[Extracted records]
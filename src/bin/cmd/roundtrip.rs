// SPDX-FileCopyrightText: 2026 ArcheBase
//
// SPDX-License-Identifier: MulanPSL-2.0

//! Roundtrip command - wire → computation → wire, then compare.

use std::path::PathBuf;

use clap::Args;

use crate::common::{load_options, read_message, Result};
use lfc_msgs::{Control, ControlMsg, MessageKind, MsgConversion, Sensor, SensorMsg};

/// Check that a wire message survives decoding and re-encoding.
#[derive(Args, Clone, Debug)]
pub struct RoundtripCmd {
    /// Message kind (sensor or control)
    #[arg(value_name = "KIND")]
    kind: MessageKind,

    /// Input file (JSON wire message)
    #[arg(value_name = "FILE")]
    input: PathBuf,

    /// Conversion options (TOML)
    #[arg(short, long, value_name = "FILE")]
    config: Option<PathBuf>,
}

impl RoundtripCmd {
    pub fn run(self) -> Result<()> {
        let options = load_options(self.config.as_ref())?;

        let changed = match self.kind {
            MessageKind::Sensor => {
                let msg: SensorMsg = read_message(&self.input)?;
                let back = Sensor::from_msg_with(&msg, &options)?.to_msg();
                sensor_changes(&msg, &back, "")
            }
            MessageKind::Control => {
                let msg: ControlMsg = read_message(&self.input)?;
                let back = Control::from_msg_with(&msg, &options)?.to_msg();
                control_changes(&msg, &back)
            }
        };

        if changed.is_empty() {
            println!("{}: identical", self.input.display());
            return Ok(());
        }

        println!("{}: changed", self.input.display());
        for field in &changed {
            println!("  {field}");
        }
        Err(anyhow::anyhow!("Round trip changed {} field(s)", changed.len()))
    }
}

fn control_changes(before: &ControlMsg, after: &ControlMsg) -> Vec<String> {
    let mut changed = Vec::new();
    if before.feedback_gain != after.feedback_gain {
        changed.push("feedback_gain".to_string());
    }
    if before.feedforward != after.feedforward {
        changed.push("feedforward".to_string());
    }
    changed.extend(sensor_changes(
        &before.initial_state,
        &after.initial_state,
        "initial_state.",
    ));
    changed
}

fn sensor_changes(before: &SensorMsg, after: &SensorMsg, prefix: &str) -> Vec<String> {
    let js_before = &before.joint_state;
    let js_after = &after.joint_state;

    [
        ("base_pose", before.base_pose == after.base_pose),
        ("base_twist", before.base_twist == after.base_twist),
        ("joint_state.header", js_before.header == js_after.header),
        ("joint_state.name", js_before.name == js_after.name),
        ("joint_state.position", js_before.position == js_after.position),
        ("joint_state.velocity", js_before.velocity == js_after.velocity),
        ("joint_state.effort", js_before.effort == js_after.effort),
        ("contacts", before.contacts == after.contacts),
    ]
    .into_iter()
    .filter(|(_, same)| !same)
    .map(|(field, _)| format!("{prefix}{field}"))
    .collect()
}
--
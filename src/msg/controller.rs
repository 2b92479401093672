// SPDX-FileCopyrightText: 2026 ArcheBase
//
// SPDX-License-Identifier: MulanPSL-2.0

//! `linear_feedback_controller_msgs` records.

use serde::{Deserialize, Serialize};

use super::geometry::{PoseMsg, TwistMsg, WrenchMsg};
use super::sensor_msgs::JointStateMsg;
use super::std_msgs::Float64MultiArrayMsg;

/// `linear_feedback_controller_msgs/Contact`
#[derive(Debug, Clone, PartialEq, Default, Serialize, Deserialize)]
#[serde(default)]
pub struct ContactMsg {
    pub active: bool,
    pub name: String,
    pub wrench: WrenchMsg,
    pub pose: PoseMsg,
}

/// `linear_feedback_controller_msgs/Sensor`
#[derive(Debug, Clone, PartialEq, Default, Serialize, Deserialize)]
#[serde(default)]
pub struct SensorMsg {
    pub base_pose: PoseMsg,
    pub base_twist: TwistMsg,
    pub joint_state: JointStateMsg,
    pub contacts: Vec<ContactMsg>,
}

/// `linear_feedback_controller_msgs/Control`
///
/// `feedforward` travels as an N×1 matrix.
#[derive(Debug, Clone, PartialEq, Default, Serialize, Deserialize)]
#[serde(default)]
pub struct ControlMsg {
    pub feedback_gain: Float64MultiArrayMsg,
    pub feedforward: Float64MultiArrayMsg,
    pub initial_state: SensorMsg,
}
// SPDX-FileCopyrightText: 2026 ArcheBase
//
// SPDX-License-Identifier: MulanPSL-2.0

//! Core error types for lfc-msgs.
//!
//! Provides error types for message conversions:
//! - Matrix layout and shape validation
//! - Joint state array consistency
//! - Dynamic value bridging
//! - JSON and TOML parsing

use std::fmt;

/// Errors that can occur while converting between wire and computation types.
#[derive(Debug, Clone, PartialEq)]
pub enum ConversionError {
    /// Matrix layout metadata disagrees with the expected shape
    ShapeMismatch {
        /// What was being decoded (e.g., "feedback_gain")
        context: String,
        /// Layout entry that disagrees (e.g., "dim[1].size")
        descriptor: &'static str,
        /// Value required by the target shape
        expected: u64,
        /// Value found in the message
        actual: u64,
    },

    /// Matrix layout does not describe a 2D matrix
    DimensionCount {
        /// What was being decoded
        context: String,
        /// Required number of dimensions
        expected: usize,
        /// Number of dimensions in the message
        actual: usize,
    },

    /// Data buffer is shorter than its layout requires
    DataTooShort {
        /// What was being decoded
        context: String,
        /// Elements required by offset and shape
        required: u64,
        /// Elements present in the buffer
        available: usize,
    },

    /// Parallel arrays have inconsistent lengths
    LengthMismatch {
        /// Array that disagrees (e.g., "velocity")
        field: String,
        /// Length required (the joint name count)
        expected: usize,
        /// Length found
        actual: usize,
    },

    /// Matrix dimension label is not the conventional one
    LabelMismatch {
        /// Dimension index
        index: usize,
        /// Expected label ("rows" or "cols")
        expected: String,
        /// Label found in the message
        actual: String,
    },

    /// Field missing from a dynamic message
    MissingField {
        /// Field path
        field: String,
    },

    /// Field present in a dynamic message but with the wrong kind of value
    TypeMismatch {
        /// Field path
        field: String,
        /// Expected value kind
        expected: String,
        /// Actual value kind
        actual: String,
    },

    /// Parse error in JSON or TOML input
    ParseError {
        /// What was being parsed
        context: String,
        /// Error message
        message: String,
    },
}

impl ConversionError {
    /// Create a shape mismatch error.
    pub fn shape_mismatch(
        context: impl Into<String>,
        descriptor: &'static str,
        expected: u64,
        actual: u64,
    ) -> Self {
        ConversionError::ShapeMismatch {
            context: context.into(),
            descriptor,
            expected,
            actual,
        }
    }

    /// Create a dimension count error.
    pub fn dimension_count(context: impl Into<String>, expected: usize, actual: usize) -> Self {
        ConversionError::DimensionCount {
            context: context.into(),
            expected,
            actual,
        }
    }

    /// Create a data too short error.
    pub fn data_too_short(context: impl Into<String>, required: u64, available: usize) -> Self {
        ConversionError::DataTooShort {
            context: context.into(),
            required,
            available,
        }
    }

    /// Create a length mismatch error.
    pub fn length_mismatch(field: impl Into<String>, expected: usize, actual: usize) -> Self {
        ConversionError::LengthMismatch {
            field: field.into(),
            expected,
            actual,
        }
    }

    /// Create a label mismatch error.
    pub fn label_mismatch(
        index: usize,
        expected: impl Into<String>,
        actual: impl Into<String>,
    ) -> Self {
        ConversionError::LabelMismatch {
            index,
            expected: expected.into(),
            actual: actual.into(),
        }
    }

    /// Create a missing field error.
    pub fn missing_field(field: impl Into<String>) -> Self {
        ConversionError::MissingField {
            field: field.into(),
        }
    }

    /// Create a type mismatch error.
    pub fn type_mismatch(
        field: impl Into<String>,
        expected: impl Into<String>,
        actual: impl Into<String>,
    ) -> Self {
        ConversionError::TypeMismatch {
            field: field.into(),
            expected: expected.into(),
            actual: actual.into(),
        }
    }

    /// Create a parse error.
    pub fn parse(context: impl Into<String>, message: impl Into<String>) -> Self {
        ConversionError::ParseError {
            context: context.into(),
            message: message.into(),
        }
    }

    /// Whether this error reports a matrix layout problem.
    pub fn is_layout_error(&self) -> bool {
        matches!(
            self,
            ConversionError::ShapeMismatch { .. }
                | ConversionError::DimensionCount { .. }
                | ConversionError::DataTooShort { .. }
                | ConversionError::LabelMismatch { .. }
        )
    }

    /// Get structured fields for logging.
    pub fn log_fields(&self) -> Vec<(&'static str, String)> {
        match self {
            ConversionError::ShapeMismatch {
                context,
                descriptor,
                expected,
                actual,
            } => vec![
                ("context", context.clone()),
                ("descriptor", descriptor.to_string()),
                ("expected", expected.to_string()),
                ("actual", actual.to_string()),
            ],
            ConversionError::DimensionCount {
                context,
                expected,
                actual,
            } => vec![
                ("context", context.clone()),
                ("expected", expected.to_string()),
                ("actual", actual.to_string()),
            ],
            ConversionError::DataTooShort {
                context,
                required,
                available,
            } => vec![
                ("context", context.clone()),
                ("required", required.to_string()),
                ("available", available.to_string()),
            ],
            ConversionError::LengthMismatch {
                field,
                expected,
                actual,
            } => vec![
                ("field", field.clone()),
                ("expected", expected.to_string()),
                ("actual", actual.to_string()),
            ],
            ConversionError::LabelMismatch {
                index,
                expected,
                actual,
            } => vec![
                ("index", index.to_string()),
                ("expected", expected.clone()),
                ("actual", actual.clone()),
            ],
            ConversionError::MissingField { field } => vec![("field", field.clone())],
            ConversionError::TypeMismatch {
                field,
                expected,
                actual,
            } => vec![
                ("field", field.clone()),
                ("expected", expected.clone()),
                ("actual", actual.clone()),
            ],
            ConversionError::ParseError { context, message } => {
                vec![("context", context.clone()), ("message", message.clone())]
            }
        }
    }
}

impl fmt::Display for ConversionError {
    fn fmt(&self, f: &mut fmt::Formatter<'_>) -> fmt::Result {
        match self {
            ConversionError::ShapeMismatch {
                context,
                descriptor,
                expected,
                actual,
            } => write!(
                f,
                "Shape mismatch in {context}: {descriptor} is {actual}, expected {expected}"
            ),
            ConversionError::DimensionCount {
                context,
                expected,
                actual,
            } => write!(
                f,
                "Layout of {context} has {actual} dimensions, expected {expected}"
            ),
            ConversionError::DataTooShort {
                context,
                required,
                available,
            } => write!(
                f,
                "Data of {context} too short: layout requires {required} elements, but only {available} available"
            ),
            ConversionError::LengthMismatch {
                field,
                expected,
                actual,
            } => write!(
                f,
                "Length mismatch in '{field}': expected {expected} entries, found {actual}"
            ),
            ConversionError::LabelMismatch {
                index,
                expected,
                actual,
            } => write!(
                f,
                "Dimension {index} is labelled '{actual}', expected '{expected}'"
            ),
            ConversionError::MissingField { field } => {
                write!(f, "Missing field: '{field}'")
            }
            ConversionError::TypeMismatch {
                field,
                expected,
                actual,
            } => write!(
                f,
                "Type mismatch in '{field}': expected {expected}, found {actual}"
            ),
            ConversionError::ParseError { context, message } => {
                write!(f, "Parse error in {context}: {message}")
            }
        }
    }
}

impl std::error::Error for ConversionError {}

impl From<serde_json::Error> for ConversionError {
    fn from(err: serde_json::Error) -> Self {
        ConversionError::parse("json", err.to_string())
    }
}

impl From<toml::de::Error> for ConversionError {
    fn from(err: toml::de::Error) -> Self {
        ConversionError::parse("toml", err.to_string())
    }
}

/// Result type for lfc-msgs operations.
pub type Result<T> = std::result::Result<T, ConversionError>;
==
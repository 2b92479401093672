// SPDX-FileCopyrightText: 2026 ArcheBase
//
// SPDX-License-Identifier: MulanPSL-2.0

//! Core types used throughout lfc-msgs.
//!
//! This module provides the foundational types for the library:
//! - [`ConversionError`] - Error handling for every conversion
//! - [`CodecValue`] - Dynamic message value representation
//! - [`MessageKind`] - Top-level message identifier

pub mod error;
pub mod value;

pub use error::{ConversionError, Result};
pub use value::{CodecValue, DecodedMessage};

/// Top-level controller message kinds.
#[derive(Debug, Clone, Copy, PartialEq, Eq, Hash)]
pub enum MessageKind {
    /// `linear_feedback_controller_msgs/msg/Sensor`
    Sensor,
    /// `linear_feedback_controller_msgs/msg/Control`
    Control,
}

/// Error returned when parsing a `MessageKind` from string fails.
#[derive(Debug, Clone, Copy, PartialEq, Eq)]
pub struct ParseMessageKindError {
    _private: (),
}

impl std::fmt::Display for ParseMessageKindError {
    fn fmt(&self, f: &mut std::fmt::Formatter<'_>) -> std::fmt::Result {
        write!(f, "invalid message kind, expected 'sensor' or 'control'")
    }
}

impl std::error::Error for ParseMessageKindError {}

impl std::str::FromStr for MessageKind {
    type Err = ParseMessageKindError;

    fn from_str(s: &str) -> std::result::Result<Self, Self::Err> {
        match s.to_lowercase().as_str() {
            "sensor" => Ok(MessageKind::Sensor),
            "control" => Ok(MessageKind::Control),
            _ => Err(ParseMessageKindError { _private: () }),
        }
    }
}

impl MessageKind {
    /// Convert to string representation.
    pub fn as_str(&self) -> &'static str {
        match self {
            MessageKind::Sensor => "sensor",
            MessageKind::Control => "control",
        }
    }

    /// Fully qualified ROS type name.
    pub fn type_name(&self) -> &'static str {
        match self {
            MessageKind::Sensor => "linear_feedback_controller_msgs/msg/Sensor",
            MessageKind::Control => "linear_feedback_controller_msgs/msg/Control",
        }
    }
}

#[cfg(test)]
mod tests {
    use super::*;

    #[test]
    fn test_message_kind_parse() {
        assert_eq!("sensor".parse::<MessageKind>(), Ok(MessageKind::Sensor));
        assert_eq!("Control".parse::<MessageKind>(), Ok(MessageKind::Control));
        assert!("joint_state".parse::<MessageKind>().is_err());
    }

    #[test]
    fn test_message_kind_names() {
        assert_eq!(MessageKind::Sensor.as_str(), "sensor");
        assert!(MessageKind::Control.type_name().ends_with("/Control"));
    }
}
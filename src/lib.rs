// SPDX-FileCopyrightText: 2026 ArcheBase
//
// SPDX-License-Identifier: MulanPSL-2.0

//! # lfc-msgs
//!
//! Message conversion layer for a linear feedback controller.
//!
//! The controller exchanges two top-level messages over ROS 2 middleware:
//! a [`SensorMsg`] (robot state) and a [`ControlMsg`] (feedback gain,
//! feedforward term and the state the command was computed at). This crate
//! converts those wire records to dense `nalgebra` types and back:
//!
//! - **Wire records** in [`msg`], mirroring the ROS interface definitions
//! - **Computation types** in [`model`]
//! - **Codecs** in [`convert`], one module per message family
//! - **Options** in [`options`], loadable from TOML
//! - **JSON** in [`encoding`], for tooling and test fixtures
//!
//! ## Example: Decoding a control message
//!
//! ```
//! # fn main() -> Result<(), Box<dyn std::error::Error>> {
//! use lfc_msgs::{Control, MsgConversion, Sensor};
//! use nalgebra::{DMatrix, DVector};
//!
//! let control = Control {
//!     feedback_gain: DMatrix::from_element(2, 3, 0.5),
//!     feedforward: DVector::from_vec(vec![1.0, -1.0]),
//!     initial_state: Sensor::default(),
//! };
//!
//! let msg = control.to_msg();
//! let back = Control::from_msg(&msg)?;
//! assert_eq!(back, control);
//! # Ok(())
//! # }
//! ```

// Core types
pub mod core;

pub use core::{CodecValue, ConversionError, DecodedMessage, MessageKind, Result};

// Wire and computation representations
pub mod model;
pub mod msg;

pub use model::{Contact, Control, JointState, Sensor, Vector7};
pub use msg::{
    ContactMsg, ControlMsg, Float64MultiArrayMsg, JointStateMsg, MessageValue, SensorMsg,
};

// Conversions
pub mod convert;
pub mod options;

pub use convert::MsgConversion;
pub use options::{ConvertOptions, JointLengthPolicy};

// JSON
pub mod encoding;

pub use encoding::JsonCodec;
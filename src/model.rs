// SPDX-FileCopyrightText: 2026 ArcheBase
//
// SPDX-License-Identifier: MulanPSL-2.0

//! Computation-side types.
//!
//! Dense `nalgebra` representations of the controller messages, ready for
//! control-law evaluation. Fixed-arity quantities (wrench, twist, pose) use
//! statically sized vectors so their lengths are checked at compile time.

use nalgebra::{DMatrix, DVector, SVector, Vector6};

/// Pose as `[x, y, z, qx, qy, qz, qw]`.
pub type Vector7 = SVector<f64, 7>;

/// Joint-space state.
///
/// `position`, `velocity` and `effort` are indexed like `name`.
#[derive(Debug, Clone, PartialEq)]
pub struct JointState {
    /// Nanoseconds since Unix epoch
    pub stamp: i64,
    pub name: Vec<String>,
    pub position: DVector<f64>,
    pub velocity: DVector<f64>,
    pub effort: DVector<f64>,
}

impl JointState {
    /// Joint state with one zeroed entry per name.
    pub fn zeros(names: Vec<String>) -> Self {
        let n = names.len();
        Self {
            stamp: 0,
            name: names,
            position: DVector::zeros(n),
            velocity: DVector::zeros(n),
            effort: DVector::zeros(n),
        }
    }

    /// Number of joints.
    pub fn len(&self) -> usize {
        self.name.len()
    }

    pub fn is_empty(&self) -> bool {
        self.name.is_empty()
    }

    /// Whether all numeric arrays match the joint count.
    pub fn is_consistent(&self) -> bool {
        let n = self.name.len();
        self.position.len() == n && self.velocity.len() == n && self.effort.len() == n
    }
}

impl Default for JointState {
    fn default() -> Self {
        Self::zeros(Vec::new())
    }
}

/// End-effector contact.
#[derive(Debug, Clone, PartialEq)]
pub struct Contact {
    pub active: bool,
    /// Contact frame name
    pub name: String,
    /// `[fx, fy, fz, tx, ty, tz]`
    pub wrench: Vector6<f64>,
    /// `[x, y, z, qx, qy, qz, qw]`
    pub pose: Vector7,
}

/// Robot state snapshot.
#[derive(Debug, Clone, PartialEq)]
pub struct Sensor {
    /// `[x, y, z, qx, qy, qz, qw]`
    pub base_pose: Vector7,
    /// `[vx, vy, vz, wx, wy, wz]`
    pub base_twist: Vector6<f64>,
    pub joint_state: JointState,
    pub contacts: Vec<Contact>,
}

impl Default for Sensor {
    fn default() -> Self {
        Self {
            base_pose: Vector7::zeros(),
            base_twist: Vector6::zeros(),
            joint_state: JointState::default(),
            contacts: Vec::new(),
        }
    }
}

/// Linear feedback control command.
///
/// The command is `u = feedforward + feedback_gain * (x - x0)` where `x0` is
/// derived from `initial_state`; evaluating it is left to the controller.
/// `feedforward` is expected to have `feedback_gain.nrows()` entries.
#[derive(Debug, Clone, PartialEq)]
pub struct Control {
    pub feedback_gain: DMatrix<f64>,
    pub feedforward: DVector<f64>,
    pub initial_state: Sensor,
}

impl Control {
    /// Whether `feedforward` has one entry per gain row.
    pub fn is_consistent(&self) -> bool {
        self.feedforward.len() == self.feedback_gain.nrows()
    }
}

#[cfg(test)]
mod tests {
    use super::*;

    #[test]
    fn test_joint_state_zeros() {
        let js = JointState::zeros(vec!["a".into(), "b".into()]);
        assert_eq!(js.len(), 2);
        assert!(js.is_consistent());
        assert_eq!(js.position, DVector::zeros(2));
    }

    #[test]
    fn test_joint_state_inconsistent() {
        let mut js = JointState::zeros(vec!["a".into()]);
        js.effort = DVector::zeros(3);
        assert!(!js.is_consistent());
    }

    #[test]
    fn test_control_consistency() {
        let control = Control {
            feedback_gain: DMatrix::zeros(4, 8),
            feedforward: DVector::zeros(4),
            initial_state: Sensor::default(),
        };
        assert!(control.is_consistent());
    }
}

> What this task involves:
The required answer is each line of the data in which the word "filename" appears.

> Output for this task:
filename src/bin/cmd/roundtrip.rs
filename src/msg/controller.rs
filename src/lib.rs
filename src/model.rs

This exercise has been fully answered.